Meeting for the first time outside the United States, in the capital
city of the Philippines, the denomination’s top court reaffirmed the
decision it made last October that the 2004 General Conference was
within its authority to award Cote d’Ivoire two delegates – one clergy
and one lay – at the 2008 General Conference in Fort Worth, Texas.
"Once the process of joining The United
Methodist Church is fully achieved, Cote d'Ivoire would have the right
to full representation in its delegations to the 2012 and succeeding
General Conference sessions."
-Judicial Council ruling
In Decision 1051, the council made it clear that the action by the
2004 General Conference "was not a final act of admission" of Cote
d’Ivoire into the larger church, and that additional legislation is
expected to give that West African area full rights and representation.

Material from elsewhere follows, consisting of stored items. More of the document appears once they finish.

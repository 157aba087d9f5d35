//! Completion trait definitions.

use async_trait::async_trait;

/// Trait for text-generation providers.
///
/// Stateless request/response; no conversation memory is required by the
/// pipeline. Implementations must enforce their own request timeout.
#[async_trait]
pub trait CompletionProvider: Send + Sync {
    /// Complete a prompt and return the raw model text.
    async fn complete(&self, prompt: &str) -> crate::error::Result<String>;
}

General Conference, which meets every four years, is The United
Methodist Church’s top lawmaking assembly.
On the last day of the 2004 General Conference, the Commission on
Central Conference Affairs proposed the addition of Cote d’Ivoire to the
West Africa Central Conference. The committee’s recommendation was that
the West Africa Central Conference, the Commission on Central
Conference Affairs and the church’s Board of Global Ministries work
together on the entry of Cote d’Ivoire into the denomination in the
upcoming quadrennium.
Instead, a substitute motion was offered, with four separate
provisions: that Cote d’Ivoire be added to the West Africa Central
Conference and the conference be authorized to elect a bishop to serve a
new Cote d’Ivoire Episcopal Area; that Cote d'Ivoire set up and fully
fund its own episcopal fund during the 2005-2008 quadrennium with no
funding from either the General Council for Finance and Administration
or the Episcopal Fund of The United Methodist Church; that Cote d’Ivoire
be represented at 2008 General Conference with two delegates (one lay
and one clergy); and that the Commission on Central Conference Affairs
bring enabling legislation to the 2008 General Conference to include
Cote d'Ivoire in the Episcopal Fund of The United Methodist Church.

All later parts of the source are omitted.